[Aim of the exercise]: Return, in their exact form, the lines that lie between the start of the data below and the line containing "pub(crate) fn add_adjacency_tests(&mut", with both ends included.

(Data extracted from a collection)
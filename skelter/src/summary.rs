//! Per-phase wall-clock accounting and combinatorial counters.

use std::fmt;
use std::time::{Duration, Instant};

/// Accumulating stopwatch; `start`/`stop` pairs may repeat.
#[derive(Clone, Copy, Debug, Default)]
pub struct Stopwatch {
    started: Option<Instant>,
    total: Duration,
}

impl Stopwatch {
    pub fn start(&mut self) {
        debug_assert!(self.started.is_none(), "stopwatch already running");
        self.started = Some(Instant::now());
    }

    pub fn stop(&mut self) {
        if let Some(started) = self.started.take() {
            self.total += started.elapsed();
        }
    }

    pub fn seconds(&self) -> f64 {
        self.total.as_secs_f64()
    }
}

/// Summary of a dual-description run: timings of the main phases plus
/// counters for rays, edges and the adjacency tests.
#[derive(Clone, Debug, Default)]
pub struct DdSummary {
    pub(crate) total: Stopwatch,
    pub(crate) computing_basis: Stopwatch,
    pub(crate) selecting_pivot: Stopwatch,
    pub(crate) classifying_rays: Stopwatch,
    pub(crate) potential_adjacency_testing: Stopwatch,
    pub(crate) adjacency_testing: Stopwatch,
    pub(crate) partitioning: Stopwatch,

    total_rays_created: u64,
    total_edges_created: u64,
    total_adjacency_tests: u64,
    total_potential_adjacency_tests: u64,
    total_dot_products: u64,

    num_extreme_rays: usize,
    num_edges: usize,
    num_facets: usize,
    num_iterations: u64,
}

impl DdSummary {
    pub(crate) fn add_rays(&mut self, n: usize) {
        self.total_rays_created += n as u64;
    }

    pub(crate) fn add_edges(&mut self, n: usize) {
        self.total_edges_created += n as u64;
    }

    pub(crate) fn add_adjacency_tests(&mut self, n: usize) {
        self.total_adjacency_tests += n as u64;
    }

    pub(crate) fn add_potential_adjacency_tests(&mut self, n: usize) {
        self.total_potential_adjacency_tests += n as u64;
    }

    pub(crate) fn add_dot_product(&mut self) {
        self.total_dot_products += 1;
    }

    pub(crate) fn set_num_extreme_rays(&mut self, n: usize) {
        self.num_extreme_rays = n;
    }

    pub(crate) fn set_num_edges(&mut self, n: usize) {
        self.num_edges = n;
    }

    pub(crate) fn set_num_facets(&mut self, n: usize) {
        self.num_facets = n;
    }

    pub(crate) fn set_num_iterations(&mut self, n: u64) {
        self.num_iterations = n;
    }

    pub fn rays_created(&self) -> u64 {
        self.total_rays_created
    }

    pub fn edges_created(&self) -> u64 {
        self.total_edges_created
    }

    pub fn adjacency_tests(&self) -> u64 {
        self.total_adjacency_tests
    }

    pub fn potential_adjacency_tests(&self) -> u64 {
        self.total_potential_adjacency_tests
    }

    pub fn dot_products(&self) -> u64 {
        self.total_dot_products
    }

    pub fn num_extreme_rays(&self) -> usize {
        self.num_extreme_rays
    }

    pub fn num_edges(&self) -> usize {
        self.num_edges
    }

    pub fn num_facets(&self) -> usize {
        self.num_facets
    }

    pub fn num_iterations(&self) -> u64 {
        self.num_iterations
    }
}

impl fmt::Display for DdSummary {
    fn fmt(&self, f: &mut fmt::Formatter<'_>) -> fmt::Result {
        let total = self.total.seconds();
        writeln!(f, "Total computational time: {total:.6} sec:")?;
        let phases = [
            (self.computing_basis, "computing basis"),
            (self.selecting_pivot, "selecting pivot"),
            (self.classifying_rays, "classifying rays"),
            (
                self.potential_adjacency_testing,
                "potential adjacency testing",
            ),
            (self.adjacency_testing, "adjacency testing"),
            (self.partitioning, "partitioning"),
        ];
        let mut other = total;
        for (watch, name) in phases {
            let seconds = watch.seconds();
            writeln!(f, "    {name}: {seconds:.6} sec ({:.1}%)", percent(seconds, total))?;
            other -= seconds;
        }
        writeln!(f, "    other: {other:.6} sec ({:.1}%)", percent(other, total))?;

        writeln!(f, "Total rays created: {}", self.total_rays_created)?;
        writeln!(
            f,
            "Potential adjacency tests performed: {}",
            self.total_potential_adjacency_tests
        )?;
        writeln!(f, "Adjacency tests performed: {}", self.total_adjacency_tests)?;
        writeln!(f, "Total edges created: {}", self.total_edges_created)?;
        writeln!(f, "Dot products computed: {}", self.total_dot_products)?;

        writeln!(f, "Number of extreme rays: {}", self.num_extreme_rays)?;
        writeln!(f, "Number of edges: {}", self.num_edges)?;
        writeln!(f, "Number of facets: {}", self.num_facets)?;
        writeln!(f, "Number of iterations: {}", self.num_iterations)
    }
}

fn percent(part: f64, total: f64) -> f64 {
    if total > 0.0 { 100.0 * part / total } else { 0.0 }
}

#[cfg(test)]
mod tests {
    use super::DdSummary;

    #[test]
    fn counters_accumulate() {
        let mut summary = DdSummary::default();
        summary.add_rays(3);
        summary.add_rays(2);
        summary.add_edges(4);
        summary.add_dot_product();
        assert_eq!(summary.rays_created(), 5);
        assert_eq!(summary.edges_created(), 4);
        assert_eq!(summary.dot_products(), 1);
    }

    #[test]
    fn display_lists_every_phase() {
        let mut summary = DdSummary::default();
        summary.set_num_facets(4);
        let text = summary.to_string();
        assert!(text.contains("selecting pivot"));
        assert!(text.contains("partitioning"));
        assert!(text.contains("Number of facets: 4"));
    }
}
//! Pivot selection, ray classification and outside-set bookkeeping.

use std::cmp::Ordering;

use rand::Rng as _;
use rand::rngs::StdRng;

use super::PivotingOrder;
use super::ray::{RayId, RayStore};
use crate::linalg::dot;
use crate::matrix::Matrix;
use crate::num::{DefaultNormalizer, Num, Tolerance};
use crate::summary::DdSummary;
use skelter_core::SmallSet;

pub(crate) struct Pivoting {
    order: PivotingOrder,
    step: u64,
    /// Cursor over the (reordered) rows for the static orders; the
    /// chosen row for quickhull.
    pivot_inequality: usize,
    num_processed: usize,
    /// The ray each unprocessed inequality is assigned to.
    assignee: Vec<Option<RayId>>,
    pub(crate) not_processed: Vec<usize>,
}

impl Pivoting {
    pub(crate) fn new(order: PivotingOrder, num_inequalities: usize) -> Self {
        Self {
            order,
            step: 0,
            pivot_inequality: 0,
            num_processed: 0,
            assignee: vec![None; num_inequalities],
            not_processed: (0..num_inequalities).collect(),
        }
    }

    pub(crate) fn step(&self) -> u64 {
        self.step
    }

    pub(crate) fn num_processed(&self) -> usize {
        self.num_processed
    }

    pub(crate) fn is_ended(&self, num_inequalities: usize) -> bool {
        self.num_processed >= num_inequalities
    }

    /// Rearranges the rows as the static orders require. Returns the
    /// origin map: `origin[pos]` is the input index of the row now at
    /// `pos`.
    pub(crate) fn reorder_inequalities<N: Num>(
        order: PivotingOrder,
        matrix: &mut Matrix<N>,
        rng: &mut StdRng,
    ) -> Vec<usize> {
        let m = matrix.row_count();
        let mut origin: Vec<usize> = (0..m).collect();
        if matches!(order, PivotingOrder::LexMin | PivotingOrder::LexMax) {
            let mut perm: Vec<usize> = (0..m).collect();
            perm.sort_by(|&a, &b| lex_cmp(matrix.row(a), matrix.row(b)));
            matrix.reorder_rows_by(&perm);
            origin = perm;
        }
        if matches!(order, PivotingOrder::MaxIndex | PivotingOrder::LexMax) {
            for i in 0..m / 2 {
                matrix.swap_rows(i, m - 1 - i);
                origin.swap(i, m - 1 - i);
            }
        }
        if order == PivotingOrder::Random {
            for i in 0..m {
                let j = rng.random_range(0..m);
                matrix.swap_rows(i, j);
                origin.swap(i, j);
            }
        }
        origin
    }

    /// Dot products of `coordinates` against every row.
    pub(crate) fn compute_discrepancies<N: Num>(
        matrix: &Matrix<N>,
        coordinates: &[N],
        out: &mut [N],
    ) {
        for (slot, row) in out.iter_mut().zip(matrix.iter()) {
            *slot = dot(coordinates, row);
        }
    }

    fn discrepancy<N, S>(
        matrix: &Matrix<N>,
        store: &RayStore<N, S>,
        ray: RayId,
        inequality: usize,
    ) -> N
    where
        N: Num + DefaultNormalizer,
        S: SmallSet,
    {
        dot(store.coordinates(ray), matrix.row(inequality))
    }

    /// Advances to the next pivot: chooses the pivot inequality and the
    /// seed ray known to violate it, caching the seed's discrepancy.
    fn select_pivot<N, S>(
        &mut self,
        extreme: &[RayId],
        store: &mut RayStore<N, S>,
        matrix: &Matrix<N>,
        summary: &mut DdSummary,
    ) -> RayId
    where
        N: Num + DefaultNormalizer,
        S: SmallSet,
    {
        self.step += 1;
        summary.selecting_pivot.start();
        let pivot_ray = if self.order == PivotingOrder::Quickhull {
            let seed = extreme
                .iter()
                .copied()
                .find(|&id| !store.ray(id).outside.is_empty())
                .expect("an unprocessed inequality is always assigned to some ray");
            let mut chosen = store.ray(seed).outside[0];
            let mut min_discrepancy = Self::discrepancy(matrix, store, seed, chosen);
            for j in 1..store.ray(seed).outside.len() {
                let inequality = store.ray(seed).outside[j];
                let discrepancy = Self::discrepancy(matrix, store, seed, inequality);
                if discrepancy < min_discrepancy {
                    min_discrepancy = discrepancy;
                    chosen = inequality;
                }
            }
            self.pivot_inequality = chosen;
            store.ray_mut(seed).pivot_discrepancy = min_discrepancy;
            seed
        } else {
            // The static orders advance a cursor, skipping rows that no
            // current ray violates.
            while self.assignee[self.pivot_inequality].is_none() {
                self.pivot_inequality += 1;
            }
            let seed = self.assignee[self.pivot_inequality]
                .expect("cursor stopped at an assigned inequality");
            let discrepancy = Self::discrepancy(matrix, store, seed, self.pivot_inequality);
            store.ray_mut(seed).pivot_discrepancy = discrepancy;
            seed
        };
        summary.selecting_pivot.stop();
        pivot_ray
    }

    /// One full pivot step: classify rays against the chosen pivot row
    /// by BFS over the adjacency graph, build new rays on crossing
    /// edges, repartition outside sets, and swap the minus rays for the
    /// new ones in `extreme`. `zero` receives the cluster (incident
    /// plus newly built rays) for the adjacency pass that follows.
    pub(crate) fn classify_rays<N, S>(
        &mut self,
        extreme: &mut Vec<RayId>,
        zero: &mut Vec<RayId>,
        store: &mut RayStore<N, S>,
        matrix: &Matrix<N>,
        tol: &Tolerance<N>,
        summary: &mut DdSummary,
    ) where
        N: Num + DefaultNormalizer,
        S: SmallSet,
    {
        let pivot_ray = self.select_pivot(extreme, store, matrix, summary);

        summary.classifying_rays.start();
        let mut minus: Vec<RayId> = Vec::with_capacity(extreme.len());
        let mut fresh: Vec<RayId> = Vec::with_capacity(extreme.len());
        store.ray_mut(pivot_ray).visiting_step = self.step;
        minus.push(pivot_ray);
        let (mut minus_idx, mut zero_idx) = (0, 0);
        while minus_idx < minus.len() || zero_idx < zero.len() {
            let ray = if minus_idx < minus.len() {
                minus_idx += 1;
                minus[minus_idx - 1]
            } else {
                zero_idx += 1;
                zero[zero_idx - 1]
            };
            self.search_adjacent(ray, &mut minus, zero, &mut fresh, store, matrix, tol);
        }
        summary.add_rays(fresh.len());
        summary.classifying_rays.stop();

        zero.extend_from_slice(&fresh);
        self.partition_outside_sets(&minus, zero.as_slice(), store, matrix, tol, summary);

        // Swap the minus rays out for the new ones. Any surviving ray
        // carries a non-negative discrepancy from its last visit.
        extreme.retain(|&id| {
            if tol.is_negative(&store.ray(id).pivot_discrepancy) {
                store.release(id);
                false
            } else {
                true
            }
        });
        extreme.extend_from_slice(&fresh);
    }

    /// Visits the neighbors of `ray`, classifying the unseen ones and
    /// rewriting the edge list in place: a minus ray keeps only its
    /// crossing edges (each spawning a new ray), a zero ray keeps only
    /// its edges into the plus side.
    #[allow(clippy::too_many_arguments)]
    fn search_adjacent<N, S>(
        &mut self,
        ray: RayId,
        minus: &mut Vec<RayId>,
        zero: &mut Vec<RayId>,
        fresh: &mut Vec<RayId>,
        store: &mut RayStore<N, S>,
        matrix: &Matrix<N>,
        tol: &Tolerance<N>,
    ) where
        N: Num + DefaultNormalizer,
        S: SmallSet,
    {
        let ray_is_minus = tol.is_negative(&store.ray(ray).pivot_discrepancy);
        let mut adjacent = store.take_adjacent(ray);
        let mut kept = 0;
        for idx in 0..adjacent.len() {
            let adj = adjacent[idx];
            if store.ray(adj).visiting_step != self.step {
                let discrepancy = Self::discrepancy(matrix, store, adj, self.pivot_inequality);
                let adj_ray = store.ray_mut(adj);
                adj_ray.visiting_step = self.step;
                adj_ray.pivot_discrepancy = discrepancy.clone();
                if tol.is_negative(&discrepancy) {
                    minus.push(adj);
                } else if !tol.is_positive(&discrepancy) {
                    adj_ray.cobasis.insert(self.pivot_inequality);
                    zero.push(adj);
                }
            }

            let adj_is_plus = tol.is_positive(&store.ray(adj).pivot_discrepancy);
            if ray_is_minus {
                if adj_is_plus {
                    // Crossing edge: build the new ray, keep the edge.
                    fresh.push(store.combine(adj, ray, self.pivot_inequality));
                    adjacent[kept] = adj;
                    kept += 1;
                }
            } else if adj_is_plus {
                adjacent[kept] = adj;
                kept += 1;
            }
        }
        adjacent.truncate(kept);
        store.put_adjacent(ray, adjacent);
    }

    /// Re-probes every inequality stranded on a removed minus ray
    /// against the zero-and-new cluster; plus rays still satisfy their
    /// assignments.
    fn partition_outside_sets<N, S>(
        &mut self,
        minus: &[RayId],
        cluster: &[RayId],
        store: &mut RayStore<N, S>,
        matrix: &Matrix<N>,
        tol: &Tolerance<N>,
        summary: &mut DdSummary,
    ) where
        N: Num + DefaultNormalizer,
        S: SmallSet,
    {
        summary.partitioning.start();
        for &minus_ray in minus {
            let outside = std::mem::take(&mut store.ray_mut(minus_ray).outside);
            for inequality in outside {
                self.assign_inequality_inner(inequality, cluster, store, matrix, tol, summary);
            }
        }
        summary.partitioning.stop();
    }

    /// Hands `inequality` to the first ray strictly violating it; if
    /// none does, the inequality is processed.
    pub(crate) fn assign_inequality<N, S>(
        &mut self,
        inequality: usize,
        rays: &[RayId],
        store: &mut RayStore<N, S>,
        matrix: &Matrix<N>,
        tol: &Tolerance<N>,
        summary: &mut DdSummary,
    ) where
        N: Num + DefaultNormalizer,
        S: SmallSet,
    {
        self.assign_inequality_inner(inequality, rays, store, matrix, tol, summary);
    }

    fn assign_inequality_inner<N, S>(
        &mut self,
        inequality: usize,
        rays: &[RayId],
        store: &mut RayStore<N, S>,
        matrix: &Matrix<N>,
        tol: &Tolerance<N>,
        summary: &mut DdSummary,
    ) where
        N: Num + DefaultNormalizer,
        S: SmallSet,
    {
        for &id in rays {
            summary.add_dot_product();
            if tol.is_negative(&Self::discrepancy(matrix, store, id, inequality)) {
                store.ray_mut(id).outside.push(inequality);
                self.assignee[inequality] = Some(id);
                return;
            }
        }
        self.assignee[inequality] = None;
        self.num_processed += 1;
        if let Some(pos) = self.not_processed.iter().position(|&v| v == inequality) {
            self.not_processed.remove(pos);
        }
    }
}

fn lex_cmp<N: Num>(a: &[N], b: &[N]) -> Ordering {
    for (x, y) in a.iter().zip(b) {
        match x.partial_cmp(y) {
            Some(Ordering::Equal) | None => continue,
            Some(order) => return order,
        }
    }
    Ordering::Equal
}

#[cfg(test)]
mod tests {
    use super::Pivoting;
    use crate::dd::PivotingOrder;
    use crate::matrix::Matrix;
    use rand::SeedableRng as _;
    use rand::rngs::StdRng;

    fn rows(matrix: &Matrix<i64>) -> Vec<Vec<i64>> {
        matrix.iter().map(<[i64]>::to_vec).collect()
    }

    #[test]
    fn lexmin_sorts_and_lexmax_reverses() {
        let source = Matrix::from_rows(vec![vec![1i64, 0], vec![0, 1], vec![1, -1]]);
        let mut rng = StdRng::seed_from_u64(0);

        let mut lexmin = source.clone();
        let origin = Pivoting::reorder_inequalities(PivotingOrder::LexMin, &mut lexmin, &mut rng);
        assert_eq!(rows(&lexmin), vec![vec![0, 1], vec![1, -1], vec![1, 0]]);
        assert_eq!(origin, vec![1, 2, 0]);

        let mut lexmax = source.clone();
        let origin = Pivoting::reorder_inequalities(PivotingOrder::LexMax, &mut lexmax, &mut rng);
        assert_eq!(rows(&lexmax), vec![vec![1, 0], vec![1, -1], vec![0, 1]]);
        assert_eq!(origin, vec![0, 2, 1]);
    }

    #[test]
    fn maxindex_reverses_the_input_order() {
        let mut matrix = Matrix::from_rows(vec![vec![1i64], vec![2], vec![3]]);
        let mut rng = StdRng::seed_from_u64(0);
        let origin = Pivoting::reorder_inequalities(PivotingOrder::MaxIndex, &mut matrix, &mut rng);
        assert_eq!(rows(&matrix), vec![vec![3], vec![2], vec![1]]);
        assert_eq!(origin, vec![2, 1, 0]);
    }

    #[test]
    fn random_order_keeps_the_origin_map_consistent() {
        let source = Matrix::from_rows(vec![vec![10i64], vec![20], vec![30], vec![40]]);
        let mut shuffled = source.clone();
        let mut rng = StdRng::seed_from_u64(7);
        let origin = Pivoting::reorder_inequalities(PivotingOrder::Random, &mut shuffled, &mut rng);
        for (pos, &orig) in origin.iter().enumerate() {
            assert_eq!(shuffled.row(pos), source.row(orig));
        }
    }
}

[Task answer]:
filename skelter/src/summary.rs
//! Per-phase wall-clock accounting and combinatorial counters.

use std::fmt;
use std::time::{Duration, Instant};

/// Accumulating stopwatch; `start`/`stop` pairs may repeat.
#[derive(Clone, Copy, Debug, Default)]
pub struct Stopwatch {
    started: Option<Instant>,
    total: Duration,
}

impl Stopwatch {
    pub fn start(&mut self) {
        debug_assert!(self.started.is_none(), "stopwatch already running");
        self.started = Some(Instant::now());
    }

    pub fn stop(&mut self) {
        if let Some(started) = self.started.take() {
            self.total += started.elapsed();
        }
    }

    pub fn seconds(&self) -> f64 {
        self.total.as_secs_f64()
    }
}

/// Summary of a dual-description run: timings of the main phases plus
/// counters for rays, edges and the adjacency tests.
#[derive(Clone, Debug, Default)]
pub struct DdSummary {
    pub(crate) total: Stopwatch,
    pub(crate) computing_basis: Stopwatch,
    pub(crate) selecting_pivot: Stopwatch,
    pub(crate) classifying_rays: Stopwatch,
    pub(crate) potential_adjacency_testing: Stopwatch,
    pub(crate) adjacency_testing: Stopwatch,
    pub(crate) partitioning: Stopwatch,

    total_rays_created: u64,
    total_edges_created: u64,
    total_adjacency_tests: u64,
    total_potential_adjacency_tests: u64,
    total_dot_products: u64,

    num_extreme_rays: usize,
    num_edges: usize,
    num_facets: usize,
    num_iterations: u64,
}

impl DdSummary {
    pub(crate) fn add_rays(&mut self, n: usize) {
        self.total_rays_created += n as u64;
    }

    pub(crate) fn add_edges(&mut self, n: usize) {
        self.total_edges_created += n as u64;
    }

    pub(crate) fn add_adjacency_tests(&mut self, n: usize) {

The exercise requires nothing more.